Antes território pouco explorado pelo Ecad, a internet começa a ser alvo de fiscalização mais intensa por parte da instituição. Em setembro de 2010, a entidade firmou parceria com o YouTube, controlado pela Google. Desde novembro, a empresa americana paga por canções publicadas no site de vídeos.

Em nota oficial, o Ecad afirma que suas atividades são auditadas por empresas independentes e por órgãos públicos como Receita Federal e INSS. Em todas as audiências públicas nas quais teve seu nome citado, todos os questionamentos foram esclarecidos e nada se comprovou contra a instituição. Números oficiais do Escritório, balanços patrimonial, social e de sustentabilidade, podem ser obtidos no site www.ecad.org.br.

CPI para investigar Ecad será instalada na terça-feira

Agência Senado – Proposta pelo senador Randolfe Rodrigues (PSOL-AP), a Comissão Parlamentar de Inquérito (CPI) para investigar denúncias de supostas irregularidades no Escritório Central de Arrecadação e Distribuição (ECAD) será instalada na próxima terça-feira (14), às 10h. A entidade é responsável pela arrecadação e distribuição de direitos autorais de obras musicais.

Na reunião de instalação, que acontecerá na sala 2 da Ala Nilo Coelho, também haverá a eleição do presidente e do vice-presidente da CPI. A comissão será composta por 11 senadores titulares e seis suplentes. Já foram indicados seis titulares e três suplentes.
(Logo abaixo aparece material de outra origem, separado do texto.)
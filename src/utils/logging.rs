use clap::ValueEnum;
use tracing_subscriber::fmt::time::UtcTime;
use tracing_subscriber::{fmt, EnvFilter, layer::SubscriberExt, util::SubscriberInitExt};
use crate::config::settings::{LogFormat, LoggingConfig};
use crate::config::sources::ServiceConfig;


#[derive(Debug, Clone, Copy, ValueEnum)]
pub enum LogLevel {
    TRACE,
    DEBUG,
    INFO,
    WARN,
    ERROR,
}

impl LogLevel {
    pub fn as_str(&self) -> &'static str {
        match *self {
            LogLevel::TRACE => "TRACE",
            LogLevel::DEBUG => "DEBUG",
            LogLevel::INFO => "INFO",
            LogLevel::WARN => "WARN",
            LogLevel::ERROR => "ERROR",
        }
    }
}

/// CLI level wins over the configured one; format comes from config only.
pub fn resolve(service_config: &ServiceConfig, arg_log_level: Option<LogLevel>) -> LoggingConfig {
    let configured = service_config.settings.logging.clone();
    let format = configured
        .as_ref()
        .map(|config| config.format.clone())
        .unwrap_or(LogFormat::Compact);
    let level = arg_log_level
        .map(|level| level.as_str().to_lowercase())
        .or(configured.map(|config| config.level))
        .unwrap_or_else(|| "info".to_owned());

    LoggingConfig::new(level, format)
}

pub fn run(service_config: &ServiceConfig, arg_log_level: Option<LogLevel>) {
    init_logging(&resolve(service_config, arg_log_level));
}


/// Initialize tracing with the desired config.
pub fn init_logging(cfg: &LoggingConfig) {
    let env_filter = EnvFilter::try_new(&cfg.level)
        .unwrap_or_else(|_| EnvFilter::new("info"));

    // Base layer: filter + writer
    let registry = tracing_subscriber::registry().with(env_filter);

    // Choose format layer
    match cfg.format {
        LogFormat::Json => {
            let layer = fmt::layer()
                .json()
                .with_timer(UtcTime::rfc_3339())
                .flatten_event(true) // flattens fields, good for CRI log parsers
                .with_ansi(false);

            let _ = registry.with(layer).try_init();
        }
        LogFormat::Compact => {
            let layer = fmt::layer()
                .compact()
                .with_timer(UtcTime::rfc_3339())
                .with_ansi(true);

            let _ = registry.with(layer).try_init();
        }
    };
}

#[cfg(test)]
mod test {
    use super::*;
    use crate::config::proc_loader::parse_config;

    const BASE: &str = "source:\n  request:\n    url: http://localhost/token\n";

    #[test]
    fn cli_level_overrides_config() {
        let yaml = format!("settings:\n  logging:\n    level: warn\n    format: json\n{BASE}");
        let cfg = parse_config(yaml).unwrap();

        let resolved = resolve(&cfg, Some(LogLevel::DEBUG));
        assert_eq!(resolved.level, "debug");
        assert_eq!(resolved.format, LogFormat::Json);

        let resolved = resolve(&cfg, None);
        assert_eq!(resolved.level, "warn");
    }

    #[test]
    fn defaults_to_compact_info() {
        let cfg = parse_config(BASE.to_owned()).unwrap();
        let resolved = resolve(&cfg, None);

        assert_eq!(resolved.level, "info");
        assert_eq!(resolved.format, LogFormat::Compact);
    }
}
Lido em Plenário no dia 17 de maio, o requerimento para a CPI do Ecad contou com 28 assinaturas de apoio. Nele, Randolfe Rodrigues cita denúncias que atribuem ao Ecad “abuso da ordem econômica e prática de cartel no arbitramento de valores de direito autoral e conexo”. Além disso, o senador pede exame do “modelo de gestão coletiva centralizada de direitos autorais de execução pública no Brasil”. A CPI também discutirá o aprimoramento da Lei 9610/98, que rege o direito de autor.

Segundo Randolfe Rodrigues, depois de 16 anos de uma CPI na Câmara que também investigou a atuação do ECAD, as mesmas práticas de irregularidades atribuídas ao órgão são denunciadas: os autores recebem valores irrisórios e não há fiscalização e aferição dos valores que realmente deveriam ser pagos. O jornal Folha de S. Paulo também denunciou no início de maio o pagamento de direitos autorais a compositores “laranjas”.

O Ecad é uma sociedade civil, de natureza privada, instituída pela Lei Federal nº 5.988/73 e mantida pela atual Lei de Direitos Autorais brasileira – 9.610/98. Tem sede no Rio de Janeiro e 25 unidades arrecadadoras, segundo o site da instituição.